Do what you feel will make you better prepared for what you want to accomplish.

It doesn't matter if you fall. It's the pickin' yourself up that matters.


----------



## EMS123 (Jan 7, 2012)

Redrunner said:


> I felt since I didn't pass it the first time that I never would but I see that it doesn't have to be the case.



TRY AGAIN...

"Failure isn't failing down it is staying down" - UNK


----------



## Handsome Robb (Jan 7, 2012)

Redrunner said:


> I felt since I didn't pass it the first time that I never would but I see that it doesn't have to be the case.



I'm gonna stay outta this thread now so I don't get myself into trouble.


----------



## Redrunner (Jan 7, 2012)

Thanks guys..you are all very helpful..I shall retake the course.


----------



## MMiz (Jan 8, 2012)

Redrunner said:


> Thanks guys..you are all very helpful..I shall retake the course.


Really?

I think that's a horrible idea.  Take a refresher, study up, and try again.

You are going to have member after member come in here and belittle you for failing the NREMT.  At the same time I've worked with countless EMTs and Paramedics that were great providers but horrible test takers.  We have several respected EMTLifers who failed their course or NREMT the first time around.
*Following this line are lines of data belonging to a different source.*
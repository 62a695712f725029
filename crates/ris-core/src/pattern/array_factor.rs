//! Far-field array factor.
//!
//! $$
//! AF(\theta) = \Bigl|\sum_n e^{j(k\,\mathbf{r}_n\cdot\hat{d}(\theta) + \phi_n)}\Bigr|^2,
//! \qquad \hat{d}(\theta) = \cos\theta\,\hat{w} + \sin\theta\,\hat{u}
//! $$
//!
//! Plane-wave illumination and an isotropic element are assumed, so this is
//! only a steering sanity check. Use [`super::near_field::NearFieldModel`]
//! for link budgets.

use ndarray::Array2;
use num_complex::Complex64;
use ris_geometry::frame::dot;
use ris_geometry::ElementGrid;

use crate::error::RisError;
use crate::pattern::{check_phase_shape, map_angles, PatternModel};
use crate::units::wavenumber;

#[derive(Debug, Clone, Copy, PartialEq)]
pub struct ArrayFactorModel {
    pub wavelength_m: f64,
}

impl PatternModel for ArrayFactorModel {
    fn evaluate(
        &self,
        grid: &ElementGrid,
        phase: &Array2<f64>,
        theta_deg: &[f64],
    ) -> Result<Vec<f64>, RisError> {
        check_phase_shape(grid, phase)?;
        let k = wavenumber(self.wavelength_m);
        let frame = grid.frame;
        let positions = grid.positions();
        let phases: Vec<f64> = phase.iter().copied().collect();

        Ok(map_angles(theta_deg, |theta| {
            let d = frame.azimuth_direction(theta);
            let mut af = Complex64::new(0.0, 0.0);
            for (p, &phi) in positions.iter().zip(phases.iter()) {
                af += Complex64::new(0.0, k * dot(p, &d) + phi).exp();
            }
            af.norm_sqr()
        }))
    }

    fn name(&self) -> &str {
        "array_factor"
    }
}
Take a refresher, study up, and try again.

Good luck!


----------



## Redrunner (Jan 8, 2012)

Hey thanks a bunch that actually makes alot of sense..I'll look into refresher courses in my school if they're still open..I don't know why I let my first try defeat me but luckily I'm 20so I still have time on my side.


----------



## KyleG (Jan 8, 2012)

*Retake*

There are tons of books out there also, they go for about $20 at B&N or Amazon. Check those out see what happens, if you feel you need to retake the course do it. But I would amazon those books.


----------



## Redrunner (Jan 8, 2012)

KyleG said:


> There are tons of books out there also, they go for about $20 at B&N or Amazon. Check those out see what happens, if you feel you need to retake the course do it. But I would amazon those books.
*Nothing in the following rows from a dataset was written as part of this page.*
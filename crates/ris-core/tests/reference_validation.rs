//! Reference import and validation against a simulated pattern.
//!
//! - CSV and NPZ references load to the same pattern
//! - A reference taken from the simulation itself passes
//! - Moving the reference peak fails on peak-angle error

use std::fs::File;

use ndarray::Array1;
use ndarray_npy::NpzWriter;

use ris_core::config::{parse_config, resolve_config, ConfigFormat};
use ris_core::reference::{load_reference, PatternKind, ReferenceError};
use ris_core::validation::validate_against_reference;
use ris_core::{ExperimentSetup, RisError};

// ─────────────────────────────────────────────────────────────
// Helpers
// ─────────────────────────────────────────────────────────────

const CONFIG: &str = "
geometry: {nx: 10, ny: 10, dx: 0.005, dy: 0.005}
control:
  mode: reflectarray
  params: {azimuth_deg: 0.0, elevation_deg: 70.0}
pattern_mode:
  rx_sweep_deg: {start: -60.0, stop: 60.0, step: 4.0}
";

/// Simulated (theta, linear) over the configured sweep.
fn simulate() -> (ExperimentSetup, Vec<f64>, Vec<f64>) {
    let cfg = resolve_config(parse_config(CONFIG, ConfigFormat::Yaml).unwrap()).unwrap();
    let setup = ExperimentSetup::from_config(&cfg).unwrap();
    let phase = setup.phase_map().unwrap();
    let pattern = setup.pattern(&phase).unwrap();
    (setup, pattern.theta_deg, pattern.linear)
}

fn write_csv(path: &std::path::Path, key: &str, theta: &[f64], values: &[f64]) {
    let mut content = format!("# reference\ntheta_deg,{}\n", key);
    for (t, v) in theta.iter().zip(values) {
        content.push_str(&format!("{},{}\n", t, v));
    }
    std::fs::write(path, content).unwrap();
}

// ─────────────────────────────────────────────────────────────
// Import
// ─────────────────────────────────────────────────────────────

#[test]
fn test_csv_and_npz_agree() {
    let dir = tempfile::tempdir().unwrap();
    let theta = vec![-10.0, 0.0, 10.0];
    let linear = vec![0.1, 1.0, 0.3];

    let csv_path = dir.path().join("ref.csv");
    std::fs::write(&csv_path, "theta_deg,pattern_linear\n-10,0.1\n0,1.0\n10,0.3\n").unwrap();

    let npz_path = dir.path().join("ref.npz");
    let mut npz = NpzWriter::new(File::create(&npz_path).unwrap());
    npz.add_array("theta_deg", &Array1::from(theta.clone())).unwrap();
    npz.add_array("pattern_linear", &Array1::from(linear.clone())).unwrap();
    npz.finish().unwrap();

    let a = load_reference(&csv_path).unwrap();
    let b = load_reference(&npz_path).unwrap();
    assert_eq!(a, b);
    assert_eq!(b.kind, PatternKind::Linear);
    assert_eq!(b.theta_deg, theta);
    assert_eq!(b.values, linear);
}

#[test]
fn test_npz_missing_keys_lists_found() {
    let dir = tempfile::tempdir().unwrap();
    let path = dir.path().join("bad.npz");
    let mut npz = NpzWriter::new(File::create(&path).unwrap());
    npz.add_array("angle", &Array1::from(vec![0.0, 1.0])).unwrap();
    npz.finish().unwrap();

    let err = load_reference(&path).unwrap_err();
    assert!(matches!(err, ReferenceError::MissingKeys { .. }));
    let msg = err.to_string();
    assert!(msg.contains("angle"), "{}", msg);
    assert!(msg.contains("theta_deg + (pattern_db or pattern_linear)"));
}

// ─────────────────────────────────────────────────────────────
// Validation
// ─────────────────────────────────────────────────────────────

#[test]
fn test_self_reference_passes() {
    let (setup, theta, linear) = simulate();
    let dir = tempfile::tempdir().unwrap();
    let path = dir.path().join("ref.csv");
    write_csv(&path, "pattern_linear", &theta, &linear);

    let reference = load_reference(&path).unwrap();
    let sim = setup
        .evaluate(&setup.phase_map().unwrap(), &reference.theta_deg)
        .unwrap();
    let report = validate_against_reference(&reference, &sim, &setup.config.validation).unwrap();
    assert!(report.rmse_db < 1e-9, "rmse {}", report.rmse_db);
    assert_eq!(report.peak_angle_error_deg, 0.0);
    assert!(report.peak_db_error < 1e-9);
    assert!(report.passed);
}

#[test]
fn test_moved_reference_peak_fails() {
    let (setup, theta, linear) = simulate();
    let mut db: Vec<f64> = ris_core::pattern::to_db(&linear);
    let far = theta.iter().position(|&t| t == 40.0).unwrap();
    db[far] = 6.0;

    let dir = tempfile::tempdir().unwrap();
    let path = dir.path().join("ref.csv");
    write_csv(&path, "pattern_db", &theta, &db);

    let reference = load_reference(&path).unwrap();
    let sim = setup
        .evaluate(&setup.phase_map().unwrap(), &reference.theta_deg)
        .unwrap();
    let report = validate_against_reference(&reference, &sim, &setup.config.validation).unwrap();
    assert_eq!(report.ref_peak_angle_deg, 40.0);
    assert!(report.peak_angle_error_deg > setup.config.validation.peak_angle_err_deg_max);
    assert!(!report.passed);
}

#[test]
fn test_length_mismatch_is_reported() {
    let (setup, _, _) = simulate();
    let dir = tempfile::tempdir().unwrap();
    let path = dir.path().join("ref.csv");
    write_csv(&path, "pattern_db", &[0.0, 4.0, 8.0], &[0.0, -1.0, -2.0]);
    let reference = load_reference(&path).unwrap();
    let err = validate_against_reference(&reference, &[1.0, 0.5], &setup.config.validation)
        .unwrap_err();
    assert!(matches!(err, RisError::LengthMismatch { .. }));
}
Im thinking about just getting the class textbook and going through it thouroughly


----------



## MMiz (Jan 8, 2012)

Redrunner said:


> Im thinking about just getting the class textbook and going through it thouroughly


That's a great start, but I really think that your money will be well spent on a book or two.  Some suggestions:

http://www.amazon.com/SUCCESS-EMT-Basic-2nd-Joseph-Mistovich/dp/0132253968/
http://www.amazon.com/CliffsNotes-EMT-Basic-Exam-Cram-Plan/dp/0470878134/

Do a search for JB Learning and other study/practice test tools.


----------



## Redrunner (Jan 8, 2012)

MMiz said:


> That's a great start, but I really think that your money will be well spent on a book or two.  Some suggestions:
> 
> http://www.amazon.com/SUCCESS-EMT-Basic-2nd-Joseph-Mistovich/dp/0132253968/
> http://www.amazon.com/CliffsNotes-EMT-Basic-Exam-Cram-Plan/dp/0470878134/
> ...



I was actually going to sign up on jb learning since it seems highly recommended..these other ones look useful as well


----------



## KyleG (Jan 8, 2012)

I own the Success one its a great book if you want straight tests, I used it to supplement my weak areas, and I passed so try it out.


----------